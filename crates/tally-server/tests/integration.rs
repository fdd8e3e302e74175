//! End-to-end tests against a real listener using a real WebSocket client.

use std::net::SocketAddr;
use std::sync::Arc;
use std::time::Duration;

use futures::{SinkExt, StreamExt};
use tokio::net::TcpListener;
use tokio::time::{sleep, timeout};
use tokio_tungstenite::connect_async;
use tokio_tungstenite::tungstenite::{Error as WsError, Message};

use tally_server::config::ServerConfig;
use tally_server::counter::COUNTER_MAX;
use tally_server::message::CountMessage;
use tally_server::server::{BANNER, ServerHandle, TallyServer};

const TIMEOUT: Duration = Duration::from_secs(5);

type WsStream =
    tokio_tungstenite::WebSocketStream<tokio_tungstenite::MaybeTlsStream<tokio::net::TcpStream>>;

fn test_config(tick_ms: u64, heartbeat_ms: u64) -> ServerConfig {
    ServerConfig {
        host: "127.0.0.1".into(),
        port: 0,
        tick_interval: Duration::from_millis(tick_ms),
        heartbeat_interval: Duration::from_millis(heartbeat_ms),
        max_send_queue: 64,
        shutdown_timeout: Duration::from_secs(2),
    }
}

/// Boot a server and return it with its address and shutdown handle.
async fn boot_server(
    tick_ms: u64,
    heartbeat_ms: u64,
) -> (Arc<TallyServer>, SocketAddr, ServerHandle) {
    let server = Arc::new(TallyServer::new(test_config(tick_ms, heartbeat_ms)));
    let (addr, handle) = server.listen().await.unwrap();
    (server, addr, handle)
}

async fn connect(addr: SocketAddr) -> WsStream {
    let (ws, _) = timeout(TIMEOUT, connect_async(format!("ws://{addr}/")))
        .await
        .expect("connect timed out")
        .expect("connect failed");
    ws
}

/// Read frames until the next counter update.
async fn next_count(ws: &mut WsStream) -> u32 {
    loop {
        let msg = timeout(TIMEOUT, ws.next())
            .await
            .expect("read timed out")
            .expect("stream ended")
            .expect("read failed");
        if let Message::Text(text) = msg {
            let parsed: CountMessage = serde_json::from_str(text.as_str()).unwrap();
            return parsed.count;
        }
    }
}

/// Drain until the server closes the socket. Returns the counts seen on the way.
async fn read_until_closed(ws: &mut WsStream) -> Vec<u32> {
    let mut counts = Vec::new();
    loop {
        match timeout(TIMEOUT, ws.next()).await.expect("close timed out") {
            Some(Ok(Message::Text(text))) => {
                let parsed: CountMessage = serde_json::from_str(text.as_str()).unwrap();
                counts.push(parsed.count);
            }
            Some(Ok(Message::Close(_)) | Err(_)) | None => return counts,
            Some(Ok(_)) => {}
        }
    }
}

#[tokio::test]
async fn client_receives_count_on_connect() {
    // Long tick so only the admission message can arrive.
    let (_server, addr, handle) = boot_server(60_000, 60_000).await;
    let mut ws = connect(addr).await;

    assert_eq!(next_count(&mut ws).await, 0);

    handle.shutdown().await.unwrap();
}

#[tokio::test]
async fn first_message_is_followed_by_its_successor() {
    let (_server, addr, handle) = boot_server(50, 60_000).await;
    sleep(Duration::from_millis(180)).await;

    let mut ws = connect(addr).await;
    let first = next_count(&mut ws).await;
    let second = next_count(&mut ws).await;
    let third = next_count(&mut ws).await;
    assert!(first <= COUNTER_MAX);
    assert_eq!(second, first + 1);
    assert_eq!(third, second + 1);

    handle.shutdown().await.unwrap();
}

#[tokio::test]
async fn all_clients_see_the_same_tick() {
    let (server, addr, handle) = boot_server(60_000, 60_000).await;
    let mut a = connect(addr).await;
    let mut b = connect(addr).await;
    assert_eq!(next_count(&mut a).await, 0);
    assert_eq!(next_count(&mut b).await, 0);

    // Drive one tick by hand through the same path the clock uses.
    let counter = server.broadcaster().counter().clone();
    let (value, delivery) = server.broadcaster().publish_with(|| counter.advance());
    assert_eq!(value, 1);
    assert_eq!(delivery.delivered, 2);

    assert_eq!(next_count(&mut a).await, 1);
    assert_eq!(next_count(&mut b).await, 1);

    handle.shutdown().await.unwrap();
}

#[tokio::test]
async fn plain_http_returns_banner_on_any_path() {
    let (_server, addr, handle) = boot_server(60_000, 60_000).await;

    for path in ["/", "/health", "/a/b/c?q=1"] {
        let resp = reqwest::get(format!("http://{addr}{path}")).await.unwrap();
        assert_eq!(resp.status(), reqwest::StatusCode::OK);
        assert_eq!(resp.headers()[reqwest::header::CONTENT_TYPE], "text/plain");
        assert_eq!(resp.text().await.unwrap(), BANNER);
    }

    let resp = reqwest::Client::new()
        .post(format!("http://{addr}/submit"))
        .body("payload")
        .send()
        .await
        .unwrap();
    assert_eq!(resp.status(), reqwest::StatusCode::OK);
    assert_eq!(resp.text().await.unwrap(), BANNER);

    handle.shutdown().await.unwrap();
}

#[tokio::test]
async fn client_messages_are_ignored() {
    let (server, addr, handle) = boot_server(60_000, 60_000).await;
    let mut ws = connect(addr).await;
    assert_eq!(next_count(&mut ws).await, 0);

    ws.send(Message::Text("hello".into())).await.unwrap();
    ws.send(Message::Binary(vec![1, 2, 3].into())).await.unwrap();
    sleep(Duration::from_millis(100)).await;

    assert_eq!(server.registry().len(), 1);
    let _ = server.broadcaster().publish(9);
    assert_eq!(next_count(&mut ws).await, 9);

    handle.shutdown().await.unwrap();
}

#[tokio::test]
async fn client_close_removes_connection() {
    let (server, addr, handle) = boot_server(60_000, 60_000).await;
    let mut ws = connect(addr).await;
    assert_eq!(next_count(&mut ws).await, 0);
    assert_eq!(server.registry().len(), 1);

    ws.close(None).await.unwrap();
    let _ = read_until_closed(&mut ws).await;
    sleep(Duration::from_millis(100)).await;
    assert!(server.registry().is_empty());

    handle.shutdown().await.unwrap();
}

#[tokio::test]
async fn silent_client_is_evicted_while_responsive_client_stays() {
    let (server, addr, handle) = boot_server(50, 200).await;

    let mut silent = connect(addr).await;
    let _ = next_count(&mut silent).await;

    // A client that keeps reading answers pings automatically.
    let responsive = connect(addr).await;
    let reader = tokio::spawn(async move {
        let mut ws = responsive;
        let mut counts = Vec::new();
        let deadline = tokio::time::Instant::now() + Duration::from_millis(1_200);
        while let Ok(Some(Ok(msg))) = tokio::time::timeout_at(deadline, ws.next()).await {
            if let Message::Text(text) = msg {
                let parsed: CountMessage = serde_json::from_str(text.as_str()).unwrap();
                counts.push(parsed.count);
            }
        }
        (ws, counts)
    });

    // Two heartbeat periods plus slack.
    sleep(Duration::from_millis(700)).await;
    assert_eq!(server.registry().len(), 1);

    let (_responsive, counts) = reader.await.unwrap();
    assert!(counts.len() > 10, "responsive client stalled: {counts:?}");
    assert!(counts.windows(2).all(|w| w[1] == w[0] + 1));

    // The silent client finds its backlog followed by a close.
    let backlog = read_until_closed(&mut silent).await;
    assert!(backlog.len() < counts.len());

    handle.shutdown().await.unwrap();
}

#[tokio::test]
async fn shutdown_closes_clients_and_listener() {
    let (server, addr, handle) = boot_server(50, 60_000).await;
    let mut a = connect(addr).await;
    let mut b = connect(addr).await;
    let _ = next_count(&mut a).await;
    let _ = next_count(&mut b).await;
    assert_eq!(server.registry().len(), 2);

    handle.shutdown().await.unwrap();

    let _ = read_until_closed(&mut a).await;
    let _ = read_until_closed(&mut b).await;
    assert!(server.registry().is_empty());
    assert!(server.registry().is_closed());

    // No ticks once shut down.
    let stopped_at = server.broadcaster().counter().current();
    sleep(Duration::from_millis(200)).await;
    assert_eq!(server.broadcaster().counter().current(), stopped_at);

    assert!(connect_async(format!("ws://{addr}/")).await.is_err());
}

#[tokio::test]
async fn upgrade_during_shutdown_is_refused() {
    let server = TallyServer::new(test_config(60_000, 60_000));
    let listener = TcpListener::bind("127.0.0.1:0").await.unwrap();
    let addr = listener.local_addr().unwrap();
    let app = server.router();
    let serve = tokio::spawn(async move { axum::serve(listener, app).await });

    server.shutdown().shutdown();

    match connect_async(format!("ws://{addr}/")).await {
        Err(WsError::Http(resp)) => assert_eq!(resp.status().as_u16(), 503),
        Err(e) => panic!("unexpected error: {e}"),
        Ok(_) => panic!("upgrade should be refused"),
    }

    serve.abort();
}
//! Server error types.

use std::io;

/// Errors surfaced by the server lifecycle.
#[derive(Debug, thiserror::Error)]
pub enum ServerError {
    /// The listener could not be bound.
    #[error("failed to bind {addr}: {source}")]
    Bind {
        /// Address we tried to bind.
        addr: String,
        /// Underlying I/O error.
        #[source]
        source: io::Error,
    },

    /// Any other listener I/O failure.
    #[error("I/O error: {0}")]
    Io(#[from] io::Error),
}

/// Convenience alias.
pub type Result<T> = std::result::Result<T, ServerError>;
//! # tally-server
//!
//! Axum HTTP + `WebSocket` server broadcasting a shared counter.
//!
//! - Any plain HTTP request gets a fixed text banner
//! - `WebSocket` clients receive `{"count":N}` on connect and on every tick
//! - Heartbeat ping/pong evicts clients that miss one full period
//! - Graceful shutdown via `tokio::signal` + `CancellationToken`

#![deny(unsafe_code)]

pub mod clock;
pub mod config;
pub mod counter;
pub mod error;
pub mod message;
pub mod server;
pub mod shutdown;
pub mod websocket;

pub use error::{Result, ServerError};
//! The authoritative set of open connections.
//!
//! Every mutation and every iteration goes through one mutex. The lock is
//! never held across an `.await`; the work done under it (queueing frames,
//! cancelling tokens) is non-blocking.

use std::collections::HashMap;
use std::collections::hash_map::Values;
use std::sync::Arc;

use parking_lot::Mutex;
use tracing::debug;

use super::connection::{ClientConnection, ConnectionId};

#[derive(Default)]
struct Inner {
    connections: HashMap<ConnectionId, Arc<ClientConnection>>,
    closed: bool,
}

/// Registry of open WebSocket connections.
#[derive(Default)]
pub struct ConnectionRegistry {
    inner: Mutex<Inner>,
}

/// Open members visible while the registry lock is held.
///
/// Connections closed mid-iteration are skipped.
pub struct Members<'a> {
    iter: Values<'a, ConnectionId, Arc<ClientConnection>>,
}

impl<'a> Iterator for Members<'a> {
    type Item = &'a Arc<ClientConnection>;

    fn next(&mut self) -> Option<Self::Item> {
        self.iter.by_ref().find(|conn| conn.is_open())
    }
}

impl ConnectionRegistry {
    /// Create an empty registry.
    pub fn new() -> Self {
        Self::default()
    }

    /// Insert an open connection.
    ///
    /// The caller keeps its own `Arc` as the handle to the member; the
    /// registry holds a second reference. Returns `false` (and leaves the
    /// connection untouched) when the registry has been closed for shutdown
    /// or the connection is already closed.
    pub fn add(&self, connection: Arc<ClientConnection>) -> bool {
        self.admit(connection, |_| {})
    }

    /// Insert an open connection and run `prime` on it under the same lock.
    ///
    /// Anything `prime` queues is ordered before any fan-out that runs
    /// after this call returns.
    pub fn admit<F>(&self, connection: Arc<ClientConnection>, prime: F) -> bool
    where
        F: FnOnce(&ClientConnection),
    {
        let mut inner = self.inner.lock();
        if inner.closed || !connection.is_open() {
            return false;
        }
        prime(&connection);
        let _ = inner.connections.insert(connection.id.clone(), connection);
        true
    }

    /// Remove a connection by ID. Removing an absent ID is a no-op.
    pub fn remove(&self, id: &ConnectionId) -> Option<Arc<ClientConnection>> {
        self.inner.lock().connections.remove(id)
    }

    /// Remove and close a connection in one step.
    ///
    /// Returns `true` only for the call that actually removed it, so the
    /// disconnect is reported exactly once regardless of which path (peer
    /// close, transport error, heartbeat) got there first.
    pub fn evict(&self, id: &ConnectionId) -> bool {
        let mut inner = self.inner.lock();
        match inner.connections.remove(id) {
            Some(conn) => {
                conn.close();
                true
            }
            None => false,
        }
    }

    /// Run `f` over the open members while holding the registry lock.
    pub fn with_members<R, F>(&self, f: F) -> R
    where
        F: FnOnce(Members<'_>) -> R,
    {
        let inner = self.inner.lock();
        f(Members {
            iter: inner.connections.values(),
        })
    }

    /// Apply `f` to every open connection.
    pub fn for_each<F>(&self, f: F)
    where
        F: FnMut(&Arc<ClientConnection>),
    {
        self.with_members(|members| members.for_each(f));
    }

    /// Clone out the currently open connections.
    pub fn snapshot(&self) -> Vec<Arc<ClientConnection>> {
        self.with_members(|members| members.cloned().collect())
    }

    /// Look up a connection by ID.
    pub fn get(&self, id: &ConnectionId) -> Option<Arc<ClientConnection>> {
        self.inner.lock().connections.get(id).cloned()
    }

    /// Number of registered connections.
    pub fn len(&self) -> usize {
        self.inner.lock().connections.len()
    }

    /// Whether no connections are registered.
    pub fn is_empty(&self) -> bool {
        self.len() == 0
    }

    /// Whether [`close_all`](Self::close_all) has run.
    pub fn is_closed(&self) -> bool {
        self.inner.lock().closed
    }

    /// Refuse further admissions, then close and drain every connection.
    ///
    /// Returns the number of connections closed. Safe to call repeatedly.
    pub fn close_all(&self) -> usize {
        let mut inner = self.inner.lock();
        inner.closed = true;
        let drained: Vec<_> = inner.connections.drain().map(|(_, conn)| conn).collect();
        for conn in &drained {
            conn.close();
        }
        debug!(closed = drained.len(), "registry closed");
        drained.len()
    }
}
//! Counter fan-out to connected WebSocket clients.

use std::sync::Arc;

use axum::extract::ws::Utf8Bytes;
use tracing::{debug, warn};

use super::connection::ClientConnection;
use super::registry::{ConnectionRegistry, Members};
use crate::counter::Counter;
use crate::message::CountMessage;

/// Outcome of one fan-out.
#[derive(Clone, Copy, Debug, Default, PartialEq, Eq)]
pub struct Delivery {
    /// Open connections the message was offered to.
    pub recipients: usize,
    /// Connections whose queue accepted it.
    pub delivered: usize,
    /// Connections that could not take it (closed or full queue).
    pub failed: usize,
}

/// Pushes counter values to every open connection.
pub struct Broadcaster {
    registry: Arc<ConnectionRegistry>,
    counter: Arc<Counter>,
}

impl Broadcaster {
    /// Create a broadcaster over `registry`, priming newcomers from `counter`.
    pub fn new(registry: Arc<ConnectionRegistry>, counter: Arc<Counter>) -> Self {
        Self { registry, counter }
    }

    /// The registry this broadcaster fans out to.
    pub fn registry(&self) -> &Arc<ConnectionRegistry> {
        &self.registry
    }

    /// The counter read when priming new connections.
    pub fn counter(&self) -> &Arc<Counter> {
        &self.counter
    }

    /// Send `value` to every open connection.
    pub fn publish(&self, value: u32) -> Delivery {
        self.publish_with(|| value).1
    }

    /// Compute the value with `next` and send it, all under the registry
    /// lock.
    ///
    /// The counter clock advances through this so a connection admitted
    /// concurrently sees either the old value followed by this broadcast, or
    /// the new value and not this broadcast.
    pub fn publish_with<F>(&self, next: F) -> (u32, Delivery)
    where
        F: FnOnce() -> u32,
    {
        self.registry.with_members(|members| {
            let value = next();
            let payload = match (CountMessage { count: value }).encode() {
                Ok(p) => p,
                Err(e) => {
                    warn!(count = value, error = %e, "failed to serialize count");
                    return (value, Delivery::default());
                }
            };
            let delivery = fan_out(members, &payload);
            debug!(
                count = value,
                recipients = delivery.recipients,
                failed = delivery.failed,
                "broadcast count"
            );
            (value, delivery)
        })
    }

    /// Register `connection` and send it the current value, directly and
    /// only to it.
    ///
    /// Returns `false` when the registry refused the connection (shutdown
    /// in progress).
    pub fn admit(&self, connection: Arc<ClientConnection>) -> bool {
        self.registry.admit(connection, |conn| {
            let value = self.counter.current();
            match (CountMessage { count: value }).encode() {
                Ok(payload) => {
                    if !conn.send(payload) {
                        debug!(conn_id = %conn.id, "failed to prime new client");
                    }
                }
                Err(e) => warn!(count = value, error = %e, "failed to serialize count"),
            }
        })
    }
}

fn fan_out(members: Members<'_>, payload: &Utf8Bytes) -> Delivery {
    let mut delivery = Delivery::default();
    for conn in members {
        delivery.recipients += 1;
        if conn.send(payload.clone()) {
            delivery.delivered += 1;
        } else {
            delivery.failed += 1;
            debug!(
                conn_id = %conn.id,
                dropped = conn.drop_count(),
                "failed to send count to client"
            );
        }
    }
    delivery
}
┄┄┄┄┄┄
Exercise requirements: Lines with "drained" in the records above: copy every one of them.

Solution to this problem:
        let drained: Vec<_> = inner.connections.drain().map(|(_, conn)| conn).collect();
        for conn in &drained {
        debug!(closed = drained.len(), "registry closed");
        drained.len()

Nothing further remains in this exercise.